Two environmental groups are suing the Bureau of Land Management after the agency refused to release the names and addresses of people with grazing permits on the nation's public land.
In the lawsuit, filed Thursday in Boise's U.S. District Court, the environmental groups contend that the BLM wrongly said the names, addresses and other grazing permit information was protected from release under the Freedom of Information Act.
Specifically, the BLM claimed the information fell under the same exemption that allows agencies not to release medical records, personnel records and other information that, if disclosed, would constitute an unwarranted invasion of personal privacy.
Kris Long, public affairs officer with the BLM's Idaho state office, said the agency did not comment on any pending litigation.
Todd C. Tucci, an attorney with Advocates for the West who was representing the environmental groups, said the case stemmed from, "just another attempt by BLM to hide its operations from public view."
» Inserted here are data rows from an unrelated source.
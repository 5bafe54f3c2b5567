use std::time::Duration;

use async_trait::async_trait;
use reqwest::{Client, Url};
use secrecy::{ExposeSecret, SecretString};
use serde::Serialize;
use tokio_util::sync::CancellationToken;
use tracing::debug;

use crate::config::AppConfig;
use crate::errors::{AppError, AppResult};
use crate::product::RawProduct;

pub const PUBLISH_STATUS: &str = "publish";

/// Query parameters sent to the product listing endpoint.
#[derive(Debug, Clone, PartialEq, Eq, Serialize)]
pub struct ProductQuery {
    pub lang: String,
    pub status: String,
    pub category: String,
    pub per_page: u32,
}

impl ProductQuery {
    pub fn published(language: &str, category: &str, per_page: u32) -> Self {
        Self {
            lang: language.to_string(),
            status: PUBLISH_STATUS.to_string(),
            category: category.to_string(),
            per_page,
        }
    }
}

#[async_trait]
pub trait ProductSource: Send + Sync {
    /// Resolves to [`AppError::Cancelled`] once `cancel` fires.
    async fn get_products(
        &self,
        query: &ProductQuery,
        cancel: &CancellationToken,
    ) -> AppResult<Vec<RawProduct>>;
}

#[derive(Clone)]
pub struct HttpProductSource {
    http: Client,
    products_url: Url,
    credentials: Option<(SecretString, SecretString)>,
}

impl HttpProductSource {
    pub fn maybe_new(config: &AppConfig) -> AppResult<Option<Self>> {
        let Some(base) = config.store_api_base.as_deref() else {
            return Ok(None);
        };

        let mut products_url = Url::parse(base.trim_end_matches('/'))
            .map_err(|err| AppError::Config(format!("invalid store API base URL: {err}")))?;
        products_url
            .path_segments_mut()
            .map_err(|_| AppError::Config("store API base cannot carry a path".into()))?
            .pop_if_empty()
            .push("products");

        let http = Client::builder()
            .user_agent("category-feed/0.1.0")
            .timeout(Duration::from_secs(config.http_timeout_secs))
            .build()?;

        let credentials = match (
            config.store_consumer_key.clone(),
            config.store_consumer_secret.clone(),
        ) {
            (Some(key), Some(secret)) => Some((key, secret)),
            _ => None,
        };

        Ok(Some(Self {
            http,
            products_url,
            credentials,
        }))
    }

    async fn request(&self, query: &ProductQuery) -> AppResult<Vec<RawProduct>> {
        let mut request = self.http.get(self.products_url.clone()).query(query);
        if let Some((key, secret)) = &self.credentials {
            request = request.basic_auth(key.expose_secret(), Some(secret.expose_secret()));
        }

        let response = request.send().await?;
        let status = response.status();
        if !status.is_success() {
            let message = response.text().await.unwrap_or_default();
            return Err(AppError::Upstream {
                status: status.as_u16(),
                message: message.chars().take(200).collect(),
            });
        }

        Ok(response.json().await?)
    }
}

#[async_trait]
impl ProductSource for HttpProductSource {
    async fn get_products(
        &self,
        query: &ProductQuery,
        cancel: &CancellationToken,
    ) -> AppResult<Vec<RawProduct>> {
        debug!(category = %query.category, per_page = query.per_page, "requesting products");
        tokio::select! {
            biased;
            _ = cancel.cancelled() => Err(AppError::Cancelled),
            result = self.request(query) => result,
        }
    }
}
"These are business contracts -- companies that entered into a contract with a government to graze private cows on public lands," Tucci said. "In general, my clients are pretty displeased that despite this era of openness, ushered in back in January, that BLM continues to play hide-the-ball with the information the public has a right to. This is the kind of way that government works when you get one bored but creative lawyer that decides to try something."
According to the lawsuit, the environmental groups requested the information under the federal Freedom of Information Act in 2007, and BLM said that it would release the information, but it needed additional time to gather it first. But the following year, the BLM said it had decided to deny the request because it believed the information was exempt from disclosure.
The environmental group are asking a federal judge to declare that the BLM violated the Freedom of Information Act and that the court force the BLM to provide the information immediately, free of charge.